You are viewing a plain text version of this content. The canonical link for it is here.
Posted to commits@tvm.apache.org by wu...@apache.org on 2022/09/16 22:01:17 UTC

[tvm] branch main updated: [Testing] Add decorator tvm.testing.requires_cuda_compute_version (#12778)

This is an automated email from the ASF dual-hosted git repository.

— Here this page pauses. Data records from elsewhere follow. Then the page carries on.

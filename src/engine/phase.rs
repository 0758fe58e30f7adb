use crate::types::{NightActionType, Phase, PhaseTimer, RoleId, RoomState, VictoryCondition};

/// Day announcement runs on a fixed timer.
pub const DAY_ANNOUNCEMENT_MS: i64 = 30_000;

/// Result of a phase advancement.
#[derive(Debug, Clone, PartialEq)]
pub struct PhaseChange {
    pub phase: Phase,
    pub timer: Option<PhaseTimer>,
    pub victory: VictoryCondition,
}

fn next_phase(current: Phase) -> Phase {
    match current {
        Phase::Lobby => Phase::Night,
        Phase::Night => Phase::DayAnnouncement,
        Phase::DayAnnouncement => Phase::DayDiscussion,
        Phase::DayDiscussion => Phase::DayVoting,
        Phase::DayVoting => Phase::Night,
        Phase::Ended => Phase::Ended,
    }
}

fn phase_duration_ms(phase: Phase, state: &RoomState) -> i64 {
    match phase {
        Phase::Night => state.settings.night_duration_ms,
        Phase::DayAnnouncement => DAY_ANNOUNCEMENT_MS,
        Phase::DayDiscussion => state.settings.day_duration_ms,
        Phase::DayVoting => state.settings.vote_duration_ms,
        Phase::Lobby | Phase::Ended => 0,
    }
}

/// Advance the room to the next phase in the linear progression, re-checking
/// victory first. Ephemeral maps are left alone; the resolution steps own
/// their clearing.
pub fn advance_phase(state: &mut RoomState, now: i64) -> PhaseChange {
    let victory = super::apply_victory(state);
    if victory != VictoryCondition::None {
        state.last_snapshot = now;
        return PhaseChange {
            phase: Phase::Ended,
            timer: None,
            victory,
        };
    }

    let phase = next_phase(state.phase);
    state.phase = phase;
    state.timer = if phase.is_untimed() {
        None
    } else {
        Some(PhaseTimer {
            phase,
            started_at: now,
            ends_at: now + phase_duration_ms(phase, state),
        })
    };
    state.last_snapshot = now;

    PhaseChange {
        phase,
        timer: state.timer.clone(),
        victory: VictoryCondition::None,
    }
}

/// Early-completion predicate for the night phase: every alive mafia and
/// every alive detective has submitted; the doctor's action is optional.
pub fn night_complete(state: &RoomState) -> bool {
    state
        .alive_players()
        .filter(|p| matches!(p.role_id, Some(RoleId::Mafia) | Some(RoleId::Detective)))
        .all(|p| {
            state
                .night_actions
                .values()
                .any(|a| a.player_id == p.id)
        })
}

/// Early-completion predicate for day voting: every alive player has voted
/// or abstained.
pub fn voting_complete(state: &RoomState) -> bool {
    state
        .alive_players()
        .all(|p| state.votes.values().any(|v| v.player_id == p.id))
}

/// Give one AFK strike (cap 3) to each alive player whose required
/// submission never arrived before the timer expired.
pub fn accrue_afk_strikes(state: &mut RoomState) {
    let missing: Vec<String> = match state.phase {
        Phase::Night => state
            .alive_players()
            .filter(|p| matches!(p.role_id, Some(RoleId::Mafia) | Some(RoleId::Detective)))
            .filter(|p| !state.night_actions.values().any(|a| a.player_id == p.id))
            .map(|p| p.id.clone())
            .collect(),
        Phase::DayVoting => state
            .alive_players()
            .filter(|p| !state.votes.values().any(|v| v.player_id == p.id))
            .map(|p| p.id.clone())
            .collect(),
        _ => Vec::new(),
    };
    for id in missing {
        if let Some(player) = state.players.get_mut(&id) {
            player.afk_strikes = std::cmp::min(player.afk_strikes + 1, 3);
        }
    }
}
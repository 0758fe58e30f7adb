use crate::roles;
use crate::types::{PlayerId, PlayerStatus, RoomState, VotingMode};
use std::collections::HashMap;

/// Outcome of a voting resolution, for event publication.
#[derive(Debug, Clone, PartialEq)]
pub struct VotingSummary {
    /// Player lynched this round, if the vote carried.
    pub lynched: Option<PlayerId>,
    /// Public narrative line appended to the room.
    pub narrative: String,
    /// Final per-candidate weighted tally.
    pub tallies: HashMap<PlayerId, u32>,
}

/// Compute the weighted tally for the current vote set. Every alive player
/// starts at zero; abstentions and votes at dead targets do not count.
pub fn tally(state: &RoomState) -> HashMap<PlayerId, u32> {
    let mut counts: HashMap<PlayerId, u32> = state
        .alive_players()
        .map(|p| (p.id.clone(), 0))
        .collect();

    for vote in state.votes.values() {
        let Some(target_id) = vote.target_id.as_ref() else {
            continue;
        };
        if !counts.contains_key(target_id) {
            continue;
        }
        let weight = state
            .players
            .get(&vote.player_id)
            .and_then(|p| p.role_id)
            .map(|r| roles::spec(r).voting.weight)
            .unwrap_or(1);
        if let Some(count) = counts.get_mut(target_id) {
            *count += weight;
        }
    }
    counts
}

/// Resolve the voting phase in place.
pub fn resolve_voting(state: &mut RoomState) -> VotingSummary {
    let counts = tally(state);
    let alive = state.alive_count();

    let selected = match state.settings.voting_mode {
        VotingMode::Majority => {
            let threshold = (alive / 2) as u32 + 1;
            sole_max_at_least(&counts, threshold)
        }
        VotingMode::Plurality => sole_max_at_least(&counts, 1),
    };

    let narrative = match &selected {
        Some(target_id) => {
            let votes_for = counts.get(target_id).copied().unwrap_or(0);
            let (name, role) = match state.players.get_mut(target_id) {
                Some(target) => {
                    target.status = PlayerStatus::Dead;
                    (target.name.clone(), target.role_id)
                }
                None => (target_id.clone(), None),
            };
            let mut line = format!("{name} was lynched with {votes_for} votes.");
            if state.settings.reveal_roles_on_death {
                if let Some(role) = role {
                    line.push_str(&format!(" They were a {}.", role.as_str()));
                }
            }
            line
        }
        None => "No one was lynched. The town could not reach a decision.".to_string(),
    };

    state.public_narrative.push(narrative.clone());
    state.votes.clear();

    VotingSummary {
        lynched: selected,
        narrative,
        tallies: counts,
    }
}

/// The single candidate with the strictly highest count, provided that count
/// meets `threshold`. A tie for the top yields no candidate.
fn sole_max_at_least(counts: &HashMap<PlayerId, u32>, threshold: u32) -> Option<PlayerId> {
    let max = counts.values().copied().max()?;
    if max < threshold {
        return None;
    }
    let mut at_max = counts.iter().filter(|(_, c)| **c == max);
    let candidate = at_max.next()?;
    if at_max.next().is_some() {
        return None;
    }
    Some(candidate.0.clone())
}

#[cfg(test)]
mod tests {
    use super::*;
    use crate::types::{new_id, Alignment, Phase, Player, RoleId, RoomState, Vote};

    fn room(n_town: usize) -> RoomState {
        let mut state = RoomState::new(new_id(), "ABCDEF".into(), Player::new("m".into(), "M-name".into()));
        state.host_id = "m".into();
        {
            let mafia = state.players.get_mut("m").unwrap();
            mafia.role_id = Some(RoleId::Mafia);
            mafia.alignment = Some(Alignment::Mafia);
        }
        for i in 1..=n_town {
            let id = format!("t{i}");
            let mut p = Player::new(id.clone(), format!("{id}-name"));
            p.role_id = Some(RoleId::Townsperson);
            p.alignment = Some(Alignment::Town);
            state.players.insert(id, p);
        }
        state.phase = Phase::DayVoting;
        state
    }

    fn cast(state: &mut RoomState, voter: &str, target: Option<&str>) {
        let action_id = new_id();
        state.votes.insert(
            action_id.clone(),
            Vote {
                id: new_id(),
                action_id,
                player_id: voter.to_string(),
                target_id: target.map(|t| t.to_string()),
                submitted_at: crate::types::now_ms(),
            },
        );
    }

    #[test]
    fn test_majority_lynch() {
        // 5 alive, threshold 3; M receives 3 votes.
        let mut state = room(4);
        cast(&mut state, "t1", Some("m"));
        cast(&mut state, "t2", Some("m"));
        cast(&mut state, "t3", Some("m"));
        cast(&mut state, "m", Some("t1"));
        cast(&mut state, "t4", None);

        let summary = resolve_voting(&mut state);

        assert_eq!(summary.lynched, Some("m".to_string()));
        assert_eq!(state.players["m"].status, PlayerStatus::Dead);
        assert!(summary
            .narrative
            .starts_with("M-name was lynched with 3 votes."));
        assert!(summary.narrative.ends_with(" They were a mafia."));
        assert!(state.votes.is_empty());
    }

    #[test]
    fn test_majority_below_threshold_no_lynch() {
        // 5 alive, threshold 3; top candidate only has 2.
        let mut state = room(4);
        cast(&mut state, "t1", Some("m"));
        cast(&mut state, "t2", Some("m"));
        cast(&mut state, "t3", None);
        cast(&mut state, "t4", None);

        let summary = resolve_voting(&mut state);

        assert_eq!(summary.lynched, None);
        assert_eq!(
            summary.narrative,
            "No one was lynched. The town could not reach a decision."
        );
    }

    #[test]
    fn test_majority_tie_no_lynch() {
        let mut state = room(3); // 4 alive, threshold 3
        cast(&mut state, "t1", Some("m"));
        cast(&mut state, "t2", Some("m"));
        cast(&mut state, "t3", Some("t1"));
        cast(&mut state, "m", Some("t1"));

        let summary = resolve_voting(&mut state);
        assert_eq!(summary.lynched, None);
        assert!(state.players.values().all(|p| p.is_alive()));
    }

    #[test]
    fn test_plurality_strict_max_wins() {
        let mut state = room(4);
        state.settings.voting_mode = VotingMode::Plurality;
        cast(&mut state, "t1", Some("m"));
        cast(&mut state, "t2", Some("m"));
        cast(&mut state, "m", Some("t1"));

        let summary = resolve_voting(&mut state);
        assert_eq!(summary.lynched, Some("m".to_string()));
    }

    #[test]
    fn test_plurality_tie_no_lynch() {
        let mut state = room(4);
        state.settings.voting_mode = VotingMode::Plurality;
        cast(&mut state, "t1", Some("m"));
        cast(&mut state, "m", Some("t1"));

        let summary = resolve_voting(&mut state);
        assert_eq!(summary.lynched, None);
    }

    #[test]
    fn test_all_abstain_no_lynch() {
        let mut state = room(4);
        for voter in ["m", "t1", "t2", "t3", "t4"] {
            cast(&mut state, voter, None);
        }
        let summary = resolve_voting(&mut state);
        assert_eq!(summary.lynched, None);
        assert!(summary.tallies.values().all(|c| *c == 0));
    }

    #[test]
    fn test_votes_at_dead_targets_ignored() {
        let mut state = room(4);
        state.players.get_mut("t4").unwrap().status = PlayerStatus::Dead;
        cast(&mut state, "t1", Some("t4"));
        cast(&mut state, "t2", Some("t4"));
        cast(&mut state, "t3", Some("t4"));

        let summary = resolve_voting(&mut state);
        assert_eq!(summary.lynched, None);
        assert!(!summary.tallies.contains_key("t4"));
    }

    #[test]
    fn test_reveal_roles_off_hides_role() {
        let mut state = room(4);
        state.settings.reveal_roles_on_death = false;
        cast(&mut state, "t1", Some("m"));
        cast(&mut state, "t2", Some("m"));
        cast(&mut state, "t3", Some("m"));

        let summary = resolve_voting(&mut state);
        assert_eq!(summary.lynched, Some("m".to_string()));
        assert!(!summary.narrative.contains("They were"));
    }

    #[test]
    fn test_tally_includes_every_alive_player() {
        let state = room(2);
        let counts = tally(&state);
        assert_eq!(counts.len(), 3);
        assert!(counts.values().all(|c| *c == 0));
    }
}
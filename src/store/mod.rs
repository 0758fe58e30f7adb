//! Storage layer: a small key-value abstraction with the atomic primitives
//! the game core needs (set-if-absent, revision-checked writes, TTLs,
//! pub/sub), plus the domain stores built on top of it.
//!
//! The in-process [`MemoryKv`] backend ships by default; a shared backend
//! implementing [`Kv`] slots in behind the same trait with identical
//! behaviour except durability.

mod dedup;
mod leader;
mod memory;
mod rooms;
mod sessions;

pub use dedup::{DedupCache, DedupOutcome};
pub use leader::LeaderElector;
pub use memory::MemoryKv;
pub use rooms::{RoomStore, ROOM_TTL};
pub use sessions::{Session, SessionStore, SESSION_TTL};

use crate::error::StoreResult;
use async_trait::async_trait;
use std::time::Duration;
use tokio::sync::broadcast;

/// A stored value together with its monotonically increasing revision.
#[derive(Debug, Clone, PartialEq)]
pub struct VersionedValue {
    pub value: String,
    pub revision: u64,
}

/// Minimal key-value interface. Every operation is individually atomic.
#[async_trait]
pub trait Kv: Send + Sync {
    async fn get(&self, key: &str) -> StoreResult<Option<VersionedValue>>;

    /// Unconditional write; returns the new revision.
    async fn put(&self, key: &str, value: &str, ttl: Option<Duration>) -> StoreResult<u64>;

    /// Write only when the key is absent. Returns whether the write landed.
    async fn put_if_absent(&self, key: &str, value: &str, ttl: Option<Duration>)
        -> StoreResult<bool>;

    /// Write only when the stored revision matches `expected`; fails with
    /// [`StoreError::WriteLoss`](crate::error::StoreError::WriteLoss)
    /// otherwise. Returns the new revision.
    async fn put_if_revision(
        &self,
        key: &str,
        expected: u64,
        value: &str,
        ttl: Option<Duration>,
    ) -> StoreResult<u64>;

    /// Write only when the stored value equals `expected` (leases). Returns
    /// whether the write landed.
    async fn put_if_value(
        &self,
        key: &str,
        expected: &str,
        value: &str,
        ttl: Option<Duration>,
    ) -> StoreResult<bool>;

    async fn delete(&self, key: &str) -> StoreResult<bool>;

    /// Delete only when the stored value equals `expected`.
    async fn delete_if_value(&self, key: &str, expected: &str) -> StoreResult<bool>;

    /// Reset a key's TTL without touching its value.
    async fn expire(&self, key: &str, ttl: Duration) -> StoreResult<bool>;

    /// Append to a capped list, evicting the oldest entries beyond `cap`.
    async fn push_capped(
        &self,
        key: &str,
        entry: &str,
        cap: usize,
        ttl: Option<Duration>,
    ) -> StoreResult<()>;

    /// Read a capped list, oldest first.
    async fn list(&self, key: &str) -> StoreResult<Vec<String>>;

    /// Fan a payload out to all current subscribers of `channel`.
    async fn publish(&self, channel: &str, payload: &str) -> StoreResult<()>;

    /// Subscribe to a channel. The receiver sees payloads published after
    /// this call, in publish order.
    async fn subscribe(&self, channel: &str) -> broadcast::Receiver<String>;
}

pub(crate) fn room_key(room_id: &str) -> String {
    format!("room:{room_id}")
}

pub(crate) fn room_code_key(code: &str) -> String {
    format!("room_code:{code}")
}

pub(crate) fn snapshot_key(room_id: &str) -> String {
    format!("snapshot:room:{room_id}")
}

pub(crate) fn events_key(room_id: &str) -> String {
    format!("room:{room_id}:events")
}

pub(crate) fn session_key(player_id: &str, room_id: &str) -> String {
    format!("session:{player_id}:{room_id}")
}

pub(crate) fn leader_key(room_id: &str) -> String {
    format!("leader:{room_id}")
}

pub(crate) fn action_key(action_id: &str, player_id: &str, room_id: &str) -> String {
    format!("action:{action_id}:{player_id}:{room_id}")
}

/// Channel carrying committed room events for subscriber fan-out.
pub fn room_channel(room_id: &str) -> String {
    format!("room:{room_id}")
}
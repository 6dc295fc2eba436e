use std::sync::atomic::{AtomicUsize, Ordering};
use std::sync::Arc;

use async_trait::async_trait;
use relay::summary::remote::{RemoteClient, RemoteError, RemoteSummarizer};
use relay::summary::{SummarizationRequest, SummarizeError, Summarizer};

const MEETING: &str =
    "This is a long meeting about quarterly goals and budget planning for next year's initiatives.";

/// Returns canned prose and counts how often it was asked.
struct StubRemote {
    calls: AtomicUsize,
    reply: Result<String, fn() -> RemoteError>,
}

impl StubRemote {
    fn ok(prose: &str) -> Arc<Self> {
        Arc::new(Self {
            calls: AtomicUsize::new(0),
            reply: Ok(prose.to_string()),
        })
    }

    fn failing(make: fn() -> RemoteError) -> Arc<Self> {
        Arc::new(Self {
            calls: AtomicUsize::new(0),
            reply: Err(make),
        })
    }

    fn calls(&self) -> usize {
        self.calls.load(Ordering::SeqCst)
    }
}

#[async_trait]
impl RemoteSummarizer for StubRemote {
    async fn summarize(&self, _text: &str) -> Result<String, RemoteError> {
        self.calls.fetch_add(1, Ordering::SeqCst);
        match &self.reply {
            Ok(prose) => Ok(prose.clone()),
            Err(make) => Err(make()),
        }
    }
}

fn request(text: &str, hint: Option<&str>) -> SummarizationRequest {
    SummarizationRequest::new(text, hint.map(str::to_string))
}

#[tokio::test]
async fn remote_success_is_styled_and_not_fallback() {
    let remote = StubRemote::ok("Budgets were approved. Hiring resumes in May.");
    let summarizer = Summarizer::new(Some(remote.clone()));

    let result = summarizer
        .summarize(&request(MEETING, Some("bullet points please")))
        .await
        .unwrap();

    assert!(!result.used_fallback);
    assert_eq!(
        result.summary,
        "Key Points:\n• Budgets were approved.\n• Hiring resumes in May."
    );
    assert_eq!(result.summary_length, result.summary.chars().count());
    assert_eq!(result.original_length, MEETING.chars().count());
    assert_eq!(remote.calls(), 1);
}

#[tokio::test]
async fn remote_failures_fall_back_silently() {
    let failures: [fn() -> RemoteError; 3] = [
        || RemoteError::Status {
            status: reqwest::StatusCode::SERVICE_UNAVAILABLE,
            body: "loading".to_string(),
        },
        || RemoteError::Parse(serde_json::from_str::<serde_json::Value>("{").unwrap_err()),
        || RemoteError::NoSummary,
    ];

    for make in failures {
        let summarizer = Summarizer::new(Some(StubRemote::failing(make)));
        let result = summarizer.summarize(&request(MEETING, None)).await.unwrap();
        assert!(result.used_fallback);
        assert_eq!(result.summary, MEETING);
    }
}

#[tokio::test]
async fn network_failure_falls_back() {
    let remote = Arc::new(RemoteClient::new(
        "http://127.0.0.1:1/models/summarizer".to_string(),
        "key".to_string(),
    ));
    let summarizer = Summarizer::new(Some(remote));

    let result = summarizer
        .summarize(&request(MEETING, Some("executive")))
        .await
        .unwrap();
    assert!(result.used_fallback);
    assert_eq!(result.summary, format!("Executive Summary:\n\n{MEETING}"));
}

#[tokio::test]
async fn blank_text_is_rejected_before_any_summarization() {
    let remote = StubRemote::ok("unused");
    let summarizer = Summarizer::new(Some(remote.clone()));

    for text in ["", "   ", "\n\t"] {
        let err = summarizer.summarize(&request(text, None)).await.unwrap_err();
        assert_eq!(err, SummarizeError::Validation("Text is required".to_string()));
    }
    assert_eq!(remote.calls(), 0);
}

#[tokio::test]
async fn without_remote_plain_meeting_text_round_trips() {
    let summarizer = Summarizer::new(None);
    assert!(!summarizer.remote_enabled());

    let result = summarizer.summarize(&request(MEETING, None)).await.unwrap();
    assert!(result.used_fallback);
    assert_eq!(result.summary, MEETING);
    assert!(!result.summary.contains(':'));
    assert_eq!(result.summary_length, MEETING.chars().count());
}

#[tokio::test]
async fn fragments_only_yield_an_empty_summary() {
    let summarizer = Summarizer::new(None);
    let result = summarizer
        .summarize(&request("A. B. C. D. E. F.", None))
        .await
        .unwrap();
    assert!(result.used_fallback);
    assert_eq!(result.summary, "");
    assert_eq!(result.summary_length, 0);
    assert_eq!(result.original_length, 17);
}

#[tokio::test]
async fn summary_length_matches_for_any_style() {
    let summarizer = Summarizer::new(None);
    let text = "Ünïcode notes from the design review are here. \
        The caching layer needs a second look before launch! \
        Who owns the migration runbook for the billing service?";

    for hint in [None, Some("bullets"), Some("action items"), Some("executive"), Some("casual")] {
        let result = summarizer.summarize(&request(text, hint)).await.unwrap();
        assert_eq!(result.summary_length, result.summary.chars().count(), "hint {hint:?}");
        assert!(!result.summary.is_empty());
    }
}

#[tokio::test]
async fn bullet_keyword_outranks_executive() {
    let summarizer = Summarizer::new(None);
    let result = summarizer
        .summarize(&request(MEETING, Some("Executive BULLET summary")))
        .await
        .unwrap();
    assert!(result.summary.starts_with("Key Points:\n• "));
}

wuwei pushed a commit to branch main
in repository https://gitbox.apache.org/repos/asf/tvm.git


The following commit(s) were added to refs/heads/main by this push:
     new aded9d43ba [Testing] Add decorator tvm.testing.requires_cuda_compute_version (#12778)
aded9d43ba is described below

commit aded9d43ba1e798031900911cca4613487db84fe
Author: Eric Lunderberg <Lu...@users.noreply.github.com>
AuthorDate: Fri Sep 16 17:01:11 2022 -0500

    [Testing] Add decorator tvm.testing.requires_cuda_compute_version (#12778)
    
    * [Testing] Add decorator tvm.testing.requires_cuda_compute_version
    
    Previously, individual unit tests would call
    `tvm.contrib.nvcc.get_target_compute_version` and return early.  This
    was repeated boilerplate in many tests, and incorrectly reported a
    test as `PASSED` if the required infrastructure wasn't present.
    
    This commit introduces `tvm.testing.requires_cuda_compute_version`, a
    decorator that checks the CUDA compute version and applies
    `pytest.mark.skipif`.  If required infrastructure isn't present, a
    test will be reported as `SKIPPED`.
    
    * requires_cuda_compute_version skips test when no GPU is present
---
 python/tvm/testing/utils.py                        |  44 +++++++
 tests/python/unittest/test_tir_ptx_cp_async.py     |   7 +-
 tests/python/unittest/test_tir_ptx_ldmatrix.py     |   8 +-
 tests/python/unittest/test_tir_ptx_mma.py          | 146 +++------------------
 tests/python/unittest/test_tir_ptx_mma_sp.py       |  14 +-
 .../test_tir_schedule_tensorize_ldmatrix_mma.py    |  13 +-
 6 files changed, 71 insertions(+), 161 deletions(-)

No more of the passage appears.